use std::net::SocketAddr;
use std::path::Path;
use std::sync::Arc;

use tokio_util::sync::CancellationToken;
use tracing::info;

mod app;
mod http;
mod outbound;
mod ws;

use bus_active_mode::ActiveModeRegistry;
use bus_chat::ChatFabric;
use bus_claims::ClaimStore;
use bus_core::config::BusConfig;
use bus_core::InstanceId;
use bus_dispatcher::{Dispatcher, OutboundSink};
use bus_invoker::{Invoker, SessionBounds, SubprocessWorkerBackend};
use bus_ledger::Ledger;
use bus_memory::{AnchorsLayer, CrystalsLayer, GraphLayer, HttpGraphBackend, HttpVectorBackend, MemoryRouter};
use bus_token_gate::TokenGate;

use crate::outbound::ChatOutboundSink;

fn open_connection(path: &str) -> anyhow::Result<rusqlite::Connection> {
    if let Some(parent) = Path::new(path).parent() {
        std::fs::create_dir_all(parent)?;
    }
    Ok(rusqlite::Connection::open(path)?)
}

/// Exit codes per §6: 0 clean, 1 fatal config/boot, 130 interrupt.
#[tokio::main]
async fn main() {
    match run().await {
        Ok(interrupted) => std::process::exit(if interrupted { 130 } else { 0 }),
        Err(e) => {
            tracing::error!(error = %e, "fatal error during boot or serve");
            std::process::exit(1);
        }
    }
}

/// Returns `Ok(true)` if shutdown was triggered by an interrupt signal.
async fn run() -> anyhow::Result<bool> {
    tracing_subscriber::fmt()
        .with_env_filter(
            tracing_subscriber::EnvFilter::try_from_default_env()
                .unwrap_or_else(|_| "bus_gateway=info,tower_http=info".into()),
        )
        .init();

    let config_path = std::env::var("BUS_CONFIG").ok();
    let config = BusConfig::load(config_path.as_deref()).unwrap_or_else(|e| {
        tracing::warn!(error = %e, "config load failed, using defaults");
        BusConfig::default()
    });

    let instance = InstanceId::generate();
    info!(instance = %instance.as_str(), "starting conversation bus gateway");

    let ledger = Arc::new(Ledger::new(open_connection(&config.database.path)?)?);
    let claims =
        Arc::new(ClaimStore::new(open_connection(&config.database.claims_path)?, config.claims.ttl_seconds)?);
    let active_mode = Arc::new(ActiveModeRegistry::new(open_connection(&config.database.active_mode_path)?)?);
    let chat = Arc::new(ChatFabric::new(open_connection(&config.database.chat_path)?)?);

    let vector_backend = Arc::new(HttpVectorBackend::new(config.memory.vector_url.clone()));
    let anchors = AnchorsLayer::new(config.memory.anchors_dir.clone(), vector_backend);

    // §9's Open Question resolution: the graph backend is chosen exactly
    // once at construction and a failed health probe is a fatal boot
    // error, not a degraded layer.
    let graph_backend = Arc::new(HttpGraphBackend::new(config.memory.graph_url.clone()));
    let graph = GraphLayer::connect(graph_backend)
        .await
        .map_err(|e| anyhow::anyhow!("graph backend unavailable at boot: {e}"))?;

    let crystals = CrystalsLayer::new(config.memory.crystals_dir.clone(), config.memory.crystals_max_current)?;
    let memory = Arc::new(MemoryRouter::new(ledger.clone(), anchors, graph, crystals));

    let token_gate = Arc::new(TokenGate::load(&config.token_gate)?);

    let bot_id = format!("bot:{}", config.gateway.self_name);
    chat.ensure_user(&bot_id, &config.gateway.self_name, &config.gateway.self_name, true)?;
    let outbound_sink: Arc<dyn OutboundSink> =
        Arc::new(ChatOutboundSink::new(chat.clone(), bot_id, config.gateway.self_name.clone()));

    let worker_backend = Arc::new(SubprocessWorkerBackend::new(
        config.invoker.worker_binary.clone(),
        config.invoker.worker_cwd.clone(),
    ));
    let session_bounds = SessionBounds {
        max_context_tokens: config.invoker.max_context_tokens,
        max_turns: config.invoker.max_turns,
        max_idle_seconds: config.invoker.max_idle_seconds,
    };
    let invoker = Arc::new(
        Invoker::new(worker_backend, config.invoker.model.clone(), session_bounds)
            .with_diagnostics_dir("./data/diagnostics"),
    );

    let dispatcher = Dispatcher::new(
        ledger.clone(),
        claims.clone(),
        active_mode.clone(),
        config.debounce.clone(),
        invoker,
        memory.clone(),
        outbound_sink,
        instance.clone(),
        config.gateway.self_name.clone(),
    );

    let shutdown = CancellationToken::new();
    tokio::spawn(bus_claims::run(claims.clone(), shutdown.clone()));
    tokio::spawn(bus_active_mode::run(active_mode.clone(), config.active_mode.timeout_minutes, shutdown.clone()));

    let bind = config.gateway.bind.clone();
    let port = config.gateway.port;

    let state = Arc::new(app::AppState {
        config,
        instance,
        ledger,
        memory,
        chat,
        claims,
        active_mode,
        dispatcher,
        token_gate,
    });

    let router = app::build_router(state);
    let addr: SocketAddr = format!("{bind}:{port}").parse()?;
    info!(%addr, "conversation bus gateway listening");

    let listener = tokio::net::TcpListener::bind(addr).await?;

    let interrupted = tokio::select! {
        result = axum::serve(listener, router) => { result?; false }
        _ = tokio::signal::ctrl_c() => {
            info!("received interrupt, shutting down");
            shutdown.cancel();
            true
        }
    };

    Ok(interrupted)
}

*Task to carry out*: Your answer should consist of the lines from the line with "use bus_core::config::BusConfig;" to the line with "fn open_connection(path: &str)" above, repeated exactly, both ends included.

*Answer space*:
use bus_core::config::BusConfig;
use bus_core::InstanceId;
use bus_dispatcher::{Dispatcher, OutboundSink};
use bus_invoker::{Invoker, SessionBounds, SubprocessWorkerBackend};
use bus_ledger::Ledger;
use bus_memory::{AnchorsLayer, CrystalsLayer, GraphLayer, HttpGraphBackend, HttpVectorBackend, MemoryRouter};
use bus_token_gate::TokenGate;

use crate::outbound::ChatOutboundSink;

fn open_connection(path: &str) -> anyhow::Result<rusqlite::Connection> {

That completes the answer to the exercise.